*** Opening Available records ***
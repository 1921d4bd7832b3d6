//! Request extractors whose rejections render as [`AppError`] JSON bodies.

use axum::{
    async_trait,
    extract::{FromRequest, FromRequestParts, Path, Query, Request},
    http::request::Parts,
    Json,
};
use serde::de::DeserializeOwned;

use crate::error::AppError;

/// JSON request body
pub struct ApiJson<T>(pub T);

#[async_trait]
impl<T, S> FromRequest<S> for ApiJson<T>
where
    T: DeserializeOwned,
    S: Send + Sync,
{
    type Rejection = AppError;

    async fn from_request(req: Request, state: &S) -> Result<Self, Self::Rejection> {
        let Json(value) = Json::<T>::from_request(req, state).await?;
        Ok(Self(value))
    }
}

/// Query string parameters
pub struct ApiQuery<T>(pub T);

#[async_trait]
impl<T, S> FromRequestParts<S> for ApiQuery<T>
where
    T: DeserializeOwned,
    S: Send + Sync,
{
    type Rejection = AppError;

    async fn from_request_parts(parts: &mut Parts, state: &S) -> Result<Self, Self::Rejection> {
        let Query(value) = Query::<T>::from_request_parts(parts, state).await?;
        Ok(Self(value))
    }
}

/// Path parameters
pub struct ApiPath<T>(pub T);

#[async_trait]
impl<T, S> FromRequestParts<S> for ApiPath<T>
where
    T: DeserializeOwned + Send,
    S: Send + Sync,
{
    type Rejection = AppError;

    async fn from_request_parts(parts: &mut Parts, state: &S) -> Result<Self, Self::Rejection> {
        let Path(value) = Path::<T>::from_request_parts(parts, state).await?;
        Ok(Self(value))
    }
}
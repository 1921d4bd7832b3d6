//! Calendar date helpers for stays.
//!
//! Everything here works on `NaiveDate` calendar days. "Today" is always an
//! explicit argument except in [`is_past_date`], which reads the local clock.

use chrono::{Local, NaiveDate};
use serde::{de, Deserialize, Deserializer, Serialize};

use super::errors::BookingError;

/// Number of nights between check-in and check-out.
///
/// Returns 0 when `check_out <= check_in`, never a negative count.
///
/// # Examples
/// ```
/// use chrono::NaiveDate;
/// use rental_pricing::booking::nights_between;
///
/// let check_in = NaiveDate::from_ymd_opt(2026, 7, 1).unwrap();
/// let check_out = NaiveDate::from_ymd_opt(2026, 7, 4).unwrap();
/// assert_eq!(nights_between(check_in, check_out), 3);
/// assert_eq!(nights_between(check_out, check_in), 0);
/// ```
pub fn nights_between(check_in: NaiveDate, check_out: NaiveDate) -> u32 {
    let days = check_out.signed_duration_since(check_in).num_days();
    if days <= 0 {
        return 0;
    }
    u32::try_from(days).unwrap_or(u32::MAX)
}

/// True when `date` falls on a calendar day strictly before `today`.
pub fn is_past_date_on(date: NaiveDate, today: NaiveDate) -> bool {
    date < today
}

/// True when `date` is strictly before today's local calendar day.
pub fn is_past_date(date: NaiveDate) -> bool {
    is_past_date_on(date, today())
}

/// Today's calendar day in the local timezone.
pub fn today() -> NaiveDate {
    Local::now().date_naive()
}

/// A span of calendar days with `from <= to`.
///
/// Booked ranges treat both ends as occupied; see [`DateRange::contains`].
#[derive(Debug, Clone, Copy, PartialEq, Eq, Hash, Serialize)]
pub struct DateRange {
    from: NaiveDate,
    to: NaiveDate,
}

impl<'de> Deserialize<'de> for DateRange {
    fn deserialize<D>(deserializer: D) -> Result<Self, D::Error>
    where
        D: Deserializer<'de>,
    {
        #[derive(Deserialize)]
        struct Raw {
            from: NaiveDate,
            to: NaiveDate,
        }

        let raw = Raw::deserialize(deserializer)?;
        DateRange::new(raw.from, raw.to).map_err(de::Error::custom)
    }
}

impl DateRange {
    pub fn new(from: NaiveDate, to: NaiveDate) -> Result<Self, BookingError> {
        if from > to {
            return Err(BookingError::InvertedRange { from, to });
        }
        Ok(Self { from, to })
    }

    /// A range covering a single day.
    pub fn single(day: NaiveDate) -> Self {
        Self { from: day, to: day }
    }

    pub fn from(&self) -> NaiveDate {
        self.from
    }

    pub fn to(&self) -> NaiveDate {
        self.to
    }

    /// Inclusive at both ends.
    pub fn contains(&self, date: NaiveDate) -> bool {
        self.from <= date && date <= self.to
    }

    pub fn overlaps(&self, other: &DateRange) -> bool {
        self.from <= other.to && other.from <= self.to
    }

    /// Every day in the range, `from` through `to`.
    pub fn days(&self) -> impl Iterator<Item = NaiveDate> {
        let to = self.to;
        self.from.iter_days().take_while(move |day| *day <= to)
    }

    /// Number of days covered, counting both ends.
    pub fn len_days(&self) -> u32 {
        nights_between(self.from, self.to) + 1
    }
}

#[cfg(test)]
mod tests {
    use super::*;

    fn date(y: i32, m: u32, d: u32) -> NaiveDate {
        NaiveDate::from_ymd_opt(y, m, d).unwrap()
    }

    // ==================== nights_between tests ====================

    #[test]
    fn test_nights_between_same_day_is_zero() {
        let d = date(2026, 3, 14);
        assert_eq!(nights_between(d, d), 0);
    }

    #[test]
    fn test_nights_between_counts_whole_days() {
        assert_eq!(nights_between(date(2026, 3, 14), date(2026, 3, 17)), 3);
        // across a month boundary
        assert_eq!(nights_between(date(2026, 1, 30), date(2026, 2, 2)), 3);
        // across a leap day
        assert_eq!(nights_between(date(2028, 2, 28), date(2028, 3, 1)), 2);
    }

    #[test]
    fn test_nights_between_inverted_clamps_to_zero() {
        assert_eq!(nights_between(date(2026, 3, 17), date(2026, 3, 14)), 0);
    }

    // ==================== is_past_date tests ====================

    #[test]
    fn test_is_past_date_today_is_not_past() {
        assert!(!is_past_date(today()));
    }

    #[test]
    fn test_is_past_date_yesterday_is_past() {
        let yesterday = today().pred_opt().unwrap();
        assert!(is_past_date(yesterday));
    }

    #[test]
    fn test_is_past_date_on_explicit_today() {
        let t = date(2026, 10, 19);
        assert!(is_past_date_on(date(2026, 10, 18), t));
        assert!(!is_past_date_on(t, t));
        assert!(!is_past_date_on(date(2026, 10, 20), t));
    }

    // ==================== DateRange tests ====================

    #[test]
    fn test_date_range_rejects_inverted() {
        let err = DateRange::new(date(2026, 5, 2), date(2026, 5, 1)).unwrap_err();
        assert!(matches!(err, BookingError::InvertedRange { .. }));
    }

    #[test]
    fn test_date_range_contains_is_inclusive() {
        let range = DateRange::new(date(2026, 5, 1), date(2026, 5, 3)).unwrap();
        assert!(range.contains(date(2026, 5, 1)));
        assert!(range.contains(date(2026, 5, 3)));
        assert!(!range.contains(date(2026, 4, 30)));
        assert!(!range.contains(date(2026, 5, 4)));
    }

    #[test]
    fn test_date_range_overlaps() {
        let a = DateRange::new(date(2026, 5, 1), date(2026, 5, 3)).unwrap();
        let b = DateRange::new(date(2026, 5, 3), date(2026, 5, 6)).unwrap();
        let c = DateRange::new(date(2026, 5, 4), date(2026, 5, 6)).unwrap();
        assert!(a.overlaps(&b));
        assert!(b.overlaps(&a));
        assert!(!a.overlaps(&c));
    }

    #[test]
    fn test_date_range_days() {
        let range = DateRange::new(date(2026, 5, 30), date(2026, 6, 2)).unwrap();
        let days: Vec<_> = range.days().collect();
        assert_eq!(days.len(), 4);
        assert_eq!(days[0], date(2026, 5, 30));
        assert_eq!(days[3], date(2026, 6, 2));
        assert_eq!(range.len_days(), 4);
        assert_eq!(DateRange::single(date(2026, 5, 30)).days().count(), 1);
    }

    #[test]
    fn test_date_range_deserialize_validates() {
        let ok: DateRange =
            serde_json::from_str(r#"{"from":"2026-05-01","to":"2026-05-03"}"#).unwrap();
        assert_eq!(ok.from(), date(2026, 5, 1));

        let bad = serde_json::from_str::<DateRange>(r#"{"from":"2026-05-03","to":"2026-05-01"}"#);
        assert!(bad.is_err());
    }
}
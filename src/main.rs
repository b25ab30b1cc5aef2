use konnyaku::cli::run_cli;
use konnyaku::utils::logger::Logger;

#[tokio::main]
async fn main() {
    if let Err(e) = run_cli().await {
        Logger::error(format!("{:#}", e));
        std::process::exit(1);
    }
}
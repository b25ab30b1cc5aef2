// ============================================================================
// Konnyaku - 韩文翻译表
// ============================================================================
//
// 文件: src/i18n/ko.rs
// 职责: 韩文翻译字符串
// 边界:
//   - ✅ 韩文翻译字符串定义
//   - ❌ 不应包含翻译逻辑
//   - ❌ 不应包含其他语言翻译
//
// ============================================================================

use super::tree::LocaleNode::{self, Branch, Leaf};

/// 한국어 번역 테이블
pub static TRANSLATIONS: LocaleNode = Branch(&[
    (
        "settings",
        Branch(&[
            ("title", Leaf("Konnyaku 설정")),
            (
                "apiKey",
                Branch(&[
                    ("label", Leaf("Gemini API 키")),
                    ("placeholder", Leaf("Gemini API 키를 입력하세요")),
                    ("help", Leaf("여기에서 API 키를 받으세요")),
                    ("helpLink", Leaf("Google AI Studio")),
                    ("invalidFormat", Leaf("Gemini API 키 형식이 아닌 것 같습니다 (\"AIza\"로 시작하는 39자여야 합니다)")),
                ]),
            ),
            (
                "targetLanguage",
                Branch(&[
                    ("label", Leaf("현재 대상 언어")),
                    ("help", Leaf("텍스트를 번역할 때 번역 팝업에서 대상 언어를 변경할 수 있습니다")),
                ]),
            ),
            (
                "preferredLanguages",
                Branch(&[
                    ("label", Leaf("선호 언어")),
                    ("help", Leaf("번역 팝업 드롭다운에 표시할 언어를 선택하세요")),
                    ("all", Leaf("모든 언어")),
                ]),
            ),
            (
                "uiLanguage",
                Branch(&[
                    ("label", Leaf("인터페이스 언어")),
                    ("auto", Leaf("시스템 설정 따르기 ({locale})")),
                ]),
            ),
            ("saveButton", Leaf("설정 저장")),
            ("saveSuccess", Leaf("설정이 성공적으로 저장되었습니다!")),
            ("saveError", Leaf("설정 저장 실패")),
            ("notSet", Leaf("설정되지 않음")),
        ]),
    ),
    (
        "languages",
        Branch(&[
            ("zh-TW", Leaf("번체 중국어")),
            ("zh-CN", Leaf("간체 중국어")),
            ("ja", Leaf("일본어")),
            ("ko", Leaf("한국어")),
            ("en", Leaf("영어")),
            ("es", Leaf("스페인어")),
            ("fr", Leaf("프랑스어")),
            ("de", Leaf("독일어")),
            ("it", Leaf("이탈리아어")),
            ("pt", Leaf("포르투갈어")),
            ("ru", Leaf("러시아어")),
            ("ar", Leaf("아랍어")),
            ("hi", Leaf("힌디어")),
            ("th", Leaf("태국어")),
            ("vi", Leaf("베트남어")),
        ]),
    ),
    ("translating", Leaf("번역 중...")),
    ("error", Leaf("오류:")),
    ("failedToTranslate", Leaf("번역 실패")),
    ("playAudio", Leaf("오디오 재생")),
    ("audioGenerationFailed", Leaf("오디오 생성 실패")),
    ("audioPlaybackFailed", Leaf("오디오 재생 실패")),
    (
        "errors",
        Branch(&[
            ("emptyText", Leaf("번역할 텍스트를 입력하세요")),
            ("textTooLong", Leaf("텍스트가 너무 깁니다 ({length}자, 최대 {max}자). 더 짧은 부분을 선택하세요")),
            ("missingApiKey", Leaf("먼저 설정에서 API 키를 구성하세요")),
            ("invalidApiKey", Leaf("API 키가 유효하지 않거나 만료되었습니다")),
            ("forbidden", Leaf("이 API 키로는 서비스에 접근할 수 없습니다")),
            ("rateLimited", Leaf("요청이 너무 많습니다. 잠시 후 다시 시도하세요")),
            ("serviceUnavailable", Leaf("번역 서비스를 일시적으로 사용할 수 없습니다. 잠시 후 다시 시도하세요")),
            ("unknown", Leaf("알 수 없는 오류가 발생했습니다")),
            ("network", Leaf("번역 서비스에 연결할 수 없습니다. 네트워크 연결을 확인하세요")),
            ("invalidResponse", Leaf("번역 서비스 응답 형식이 올바르지 않습니다")),
            ("unknownAction", Leaf("알 수 없는 작업입니다")),
            ("apiError", Leaf("API 오류 ({status}): {message}")),
        ]),
    ),
    (
        "cli",
        Branch(&[
            (
                "config",
                Branch(&[
                    ("path", Leaf("설정 파일: {path}")),
                    ("cleared", Leaf("모든 설정을 지웠습니다")),
                    ("nothingToSave", Leaf("지정된 설정이 없어 저장할 내용이 없습니다")),
                    ("unsupportedTarget", Leaf("지원하지 않는 대상 언어: {code}")),
                    ("unsupportedUiLanguage", Leaf("지원하지 않는 인터페이스 언어: {code} (지원: {supported})")),
                    ("loadFailed", Leaf("설정을 불러오지 못했습니다: {error}")),
                ]),
            ),
            (
                "languages",
                Branch(&[
                    ("header", Leaf("번역 언어")),
                    ("current", Leaf("현재 대상")),
                ]),
            ),
            (
                "locale",
                Branch(&[
                    ("reported", Leaf("환경 로케일: {locale}")),
                    ("persisted", Leaf("저장된 인터페이스 언어: {locale}")),
                    ("detected", Leaf("인터페이스 언어: {locale}")),
                    ("missing", Leaf("'{key}'에 대한 번역이 없습니다")),
                    ("stats", Leaf("경로 캐시: {paths}, 번역 캐시: {entries}/{max}, 적중: {hits}, 실패: {misses}")),
                ]),
            ),
            ("translate", Branch(&[("target", Leaf("대상 언어: {language}"))])),
            (
                "serve",
                Branch(&[
                    ("ready", Leaf("표준 입력에서 요청을 기다리는 중")),
                    ("stopped", Leaf("입력이 닫혔습니다 (요청 {count}건 처리)")),
                ]),
            ),
        ]),
    ),
]);
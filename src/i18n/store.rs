// ============================================================================
// Konnyaku - 语言表存储
// ============================================================================
//
// 文件: src/i18n/store.rs
// 职责: 界面语言到静态字符串表的映射
// 边界:
//   - ✅ 内置语言表注册
//   - ✅ 按语言代码查表
//   - ❌ 不应包含翻译内容
//   - ❌ 不应包含查找或回退逻辑
//
// ============================================================================

use std::collections::BTreeMap;

use super::locale::LocaleCode;
use super::tree::LocaleNode;
use super::{en, ja, ko, zh_cn, zh_tw};

/// Locale tables available to a [`Localizer`](super::Localizer).
#[derive(Debug, Clone, Default)]
pub struct LocaleStore {
    tables: BTreeMap<LocaleCode, &'static LocaleNode>,
}

impl LocaleStore {
    /// Store without any tables; add them with [`LocaleStore::with_locale`].
    pub fn empty() -> Self {
        Self::default()
    }

    /// The tables shipped with the application.
    pub fn builtin() -> Self {
        Self::empty()
            .with_locale(LocaleCode::En, &en::TRANSLATIONS)
            .with_locale(LocaleCode::ZhTw, &zh_tw::TRANSLATIONS)
            .with_locale(LocaleCode::ZhCn, &zh_cn::TRANSLATIONS)
            .with_locale(LocaleCode::Ja, &ja::TRANSLATIONS)
            .with_locale(LocaleCode::Ko, &ko::TRANSLATIONS)
    }

    pub fn with_locale(mut self, code: LocaleCode, table: &'static LocaleNode) -> Self {
        self.tables.insert(code, table);
        self
    }

    pub fn get(&self, code: LocaleCode) -> Option<&'static LocaleNode> {
        self.tables.get(&code).copied()
    }

    pub fn contains(&self, code: LocaleCode) -> bool {
        self.tables.contains_key(&code)
    }

    pub fn locales(&self) -> impl Iterator<Item = LocaleCode> + '_ {
        self.tables.keys().copied()
    }
}
// ============================================================================
// Konnyaku - CLI 模块
// ============================================================================
//
// 文件: src/cli/mod.rs
// 职责: CLI 命令行接口模块入口和路由
// 边界:
//   - ✅ CLI 结构定义和命令枚举
//   - ✅ 全局参数与运行时覆盖
//   - ✅ 命令共享上下文 (本地化器、设置)
//   - ✅ 命令路由分发
//   - ❌ 不应包含具体命令实现逻辑
//   - ❌ 不应包含翻译逻辑
//
// ============================================================================

pub mod config;
pub mod languages;
pub mod locale;
pub mod serve;
pub mod translate;

use anyhow::Result;
use clap::{Parser, Subcommand};
use std::path::{Path, PathBuf};
use std::sync::Arc;

use crate::i18n::{environment_locale, LocaleCode, Localizer};
use crate::models::config::{Config, ConfigDefaults, ConfigStore, RuntimeArgs};
use crate::tf;
use crate::utils::logger::{configure_colors, init_tracing};
use config::{handle_config, ConfigArgs};
use languages::{handle_languages, LanguagesArgs};
use locale::{handle_locale, LocaleArgs};
use serve::{handle_serve, ServeArgs};
use translate::{handle_translate, TranslateArgs};

/// Konnyaku - select-and-translate helper backed by Gemini
#[derive(Debug, Parser)]
#[command(name = "konnyaku")]
#[command(about = "Translate text with the Gemini API, with a localized interface")]
#[command(version = env!("KONNYAKU_VERSION"))]
pub struct Cli {
    /// Global verbose mode
    #[arg(short, long, global = true)]
    pub verbose: bool,

    /// Interface language (en, zh-TW, zh-CN, ja, ko); overrides the saved one
    #[arg(short, long, global = true)]
    pub language: Option<String>,

    /// Settings file
    #[arg(short, long, global = true)]
    pub config: Option<PathBuf>,

    /// Gemini API key; overrides the saved key (GEMINI_API_KEY only fills in when none is saved)
    #[arg(long, global = true)]
    pub api_key: Option<String>,

    /// Disable colored output
    #[arg(long, global = true)]
    pub no_color: bool,

    /// Commands
    #[command(subcommand)]
    pub command: Commands,
}

#[derive(Debug, Subcommand)]
pub enum Commands {
    /// Translate text into the target language
    Translate(TranslateArgs),
    /// Show or change saved settings
    Config(ConfigArgs),
    /// List translation target languages
    Languages(LanguagesArgs),
    /// Inspect interface language detection and lookups
    Locale(LocaleArgs),
    /// Answer JSON requests on stdin, one per line
    Serve(ServeArgs),
}

/// State shared by every command
pub struct Context {
    pub localizer: Localizer,
    pub runtime: RuntimeArgs,
    /// Environment locale the interface language was detected from
    pub reported_locale: String,
    pub verbose: bool,
    config_path: PathBuf,
    store: Option<Arc<ConfigStore>>,
    load_error: Option<String>,
}

impl Context {
    /// Open the settings and resolve the interface language.
    ///
    /// An unreadable settings file does not prevent startup; commands that need
    /// the settings report it through [`Context::store`].
    pub fn open(config_path: PathBuf, runtime: RuntimeArgs, verbose: bool) -> Self {
        let reported_locale = environment_locale();

        let (store, load_error) = match ConfigStore::open(&config_path) {
            Ok(store) => (Some(Arc::new(store)), None),
            Err(e) => (None, Some(format!("{:#}", e))),
        };

        let persisted = match (&runtime.ui_language, &store, &load_error) {
            (Some(code), _, _) => Ok(Some(code.clone())),
            (None, Some(store), _) => store.ui_language(),
            (None, None, Some(error)) => Err(anyhow::anyhow!("{}", error)),
            (None, None, None) => Ok(None),
        };
        let localizer = Localizer::bootstrap(persisted, &reported_locale);

        Self {
            localizer,
            runtime,
            reported_locale,
            verbose,
            config_path,
            store,
            load_error,
        }
    }

    pub fn config_path(&self) -> &Path {
        &self.config_path
    }

    /// The settings store, or a localized error if it could not be loaded
    pub fn store(&mut self) -> Result<Arc<ConfigStore>> {
        if let Some(store) = &self.store {
            return Ok(Arc::clone(store));
        }
        let error = self.load_error.clone().unwrap_or_default();
        Err(anyhow::anyhow!(tf!(self.localizer, "cli.config.loadFailed", error = error)))
    }

    /// Saved settings with command line overrides applied
    pub fn effective_config(&mut self) -> Result<Config> {
        let runtime = self.runtime.clone();
        Ok(self.store()?.get()?.merge_runtime_args(&runtime))
    }
}

pub async fn run_cli() -> Result<()> {
    let cli = Cli::parse();

    configure_colors(cli.no_color);
    init_tracing(cli.verbose);

    let runtime = build_runtime_args(&cli)?;
    let config_path = cli.config.clone().unwrap_or_else(Config::default_config_path);
    let mut ctx = Context::open(config_path, runtime, cli.verbose);

    match cli.command {
        Commands::Translate(args) => handle_translate(args, &mut ctx).await,
        Commands::Config(args) => handle_config(args, &mut ctx),
        Commands::Languages(args) => handle_languages(args, &mut ctx),
        Commands::Locale(args) => handle_locale(args, &mut ctx),
        Commands::Serve(args) => handle_serve(args, &mut ctx).await,
    }
}

/// Build runtime args from CLI arguments and the environment
fn build_runtime_args(cli: &Cli) -> Result<RuntimeArgs> {
    let ui_language = match cli.language.as_deref() {
        Some(code) => Some(code.parse::<LocaleCode>()?.as_str().to_string()),
        None => None,
    };

    Ok(RuntimeArgs {
        api_key: cli.api_key.clone(),
        ui_language,
        ..Default::default()
    }
    .with_env())
}

#[cfg(test)]
mod tests {
    use super::*;
    use crate::i18n::I18nError;
    use clap::CommandFactory;
    use tempfile::TempDir;

    #[test]
    fn test_cli_definition() {
        Cli::command().debug_assert();
    }

    #[test]
    fn test_parse_global_flags_after_subcommand() {
        let cli = Cli::try_parse_from(["konnyaku", "translate", "hello", "world", "-l", "ja", "--to", "ko"]).unwrap();
        assert_eq!(cli.language.as_deref(), Some("ja"));
        match cli.command {
            Commands::Translate(args) => {
                assert_eq!(args.text, vec!["hello", "world"]);
                assert_eq!(args.to.as_deref(), Some("ko"));
            }
            other => panic!("unexpected command: {:?}", other),
        }
    }

    #[test]
    fn test_unsupported_language_flag_is_rejected() {
        let cli = Cli::try_parse_from(["konnyaku", "-l", "fr", "languages"]).unwrap();
        let err = build_runtime_args(&cli).unwrap_err();
        assert!(matches!(
            err.downcast_ref::<I18nError>(),
            Some(I18nError::UnsupportedLocale(code)) if code == "fr"
        ));
        assert_eq!(err.to_string(), "unsupported interface language: fr");

        let cli = Cli::try_parse_from(["konnyaku", "-l", "ja", "--api-key", "cli-key", "languages"]).unwrap();
        let runtime = build_runtime_args(&cli).unwrap();
        assert_eq!(runtime.ui_language.as_deref(), Some("ja"));
        assert_eq!(runtime.api_key.as_deref(), Some("cli-key"));
    }

    #[test]
    fn test_context_uses_language_override() {
        let dir = TempDir::new().unwrap();
        let runtime = RuntimeArgs {
            ui_language: Some("ko".to_string()),
            ..Default::default()
        };
        let ctx = Context::open(dir.path().join("konnyaku.toml"), runtime, false);
        assert_eq!(ctx.localizer.active_locale(), LocaleCode::Ko);
    }

    #[test]
    fn test_context_with_unreadable_settings() {
        let dir = TempDir::new().unwrap();
        let path = dir.path().join("konnyaku.toml");
        std::fs::write(&path, "targetLanguage = [").unwrap();
        let runtime = RuntimeArgs {
            ui_language: Some("en".to_string()),
            ..Default::default()
        };

        let mut ctx = Context::open(path, runtime, false);
        let err = ctx.store().unwrap_err().to_string();
        assert!(err.starts_with("Failed to load settings:"), "{}", err);
    }
}
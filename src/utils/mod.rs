pub mod constants;
pub mod logger;
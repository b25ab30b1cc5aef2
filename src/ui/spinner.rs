// ============================================================================
// Konnyaku - Spinner 加载动画组件
// ============================================================================
//
// 文件: src/ui/spinner.rs
// 职责: 请求进行中的终端加载动画
// 边界:
//   - ✅ 加载动画显示和清理
//   - ❌ 不应包含业务逻辑
//   - ❌ 不应自行决定文本 (由调用方传入本地化消息)
//
// ============================================================================

use indicatif::{ProgressBar, ProgressStyle};
use std::time::Duration;

use crate::utils::constants::spinner_chars;

const TICK_INTERVAL: Duration = Duration::from_millis(100);

/// Spinner drawn on stderr; it stays hidden when stderr is not a terminal
pub struct Spinner {
    bar: ProgressBar,
}

impl Spinner {
    /// Start spinning with `message` next to the frames
    pub fn start(message: impl Into<String>) -> Self {
        let bar = ProgressBar::new_spinner();
        bar.set_style(Self::style());
        bar.set_message(message.into());
        bar.enable_steady_tick(TICK_INTERVAL);
        Self { bar }
    }

    fn style() -> ProgressStyle {
        // the last tick string is shown once finished
        let mut frames: Vec<&str> = spinner_chars::BASE.to_vec();
        frames.push(" ");

        ProgressStyle::with_template("{spinner:.cyan} {msg}")
            .unwrap_or_else(|_| ProgressStyle::default_spinner())
            .tick_strings(&frames)
    }

    /// Stop and erase the spinner line
    pub fn stop(&self) {
        if !self.bar.is_finished() {
            self.bar.finish_and_clear();
        }
    }
}

impl Drop for Spinner {
    fn drop(&mut self) {
        self.stop();
    }
}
*** Closing Available records ***
* Problem *
Would you report every line of the entries above containing the word "ConfigArgs"?

* Exercise result *
use config::{handle_config, ConfigArgs};
    Config(ConfigArgs),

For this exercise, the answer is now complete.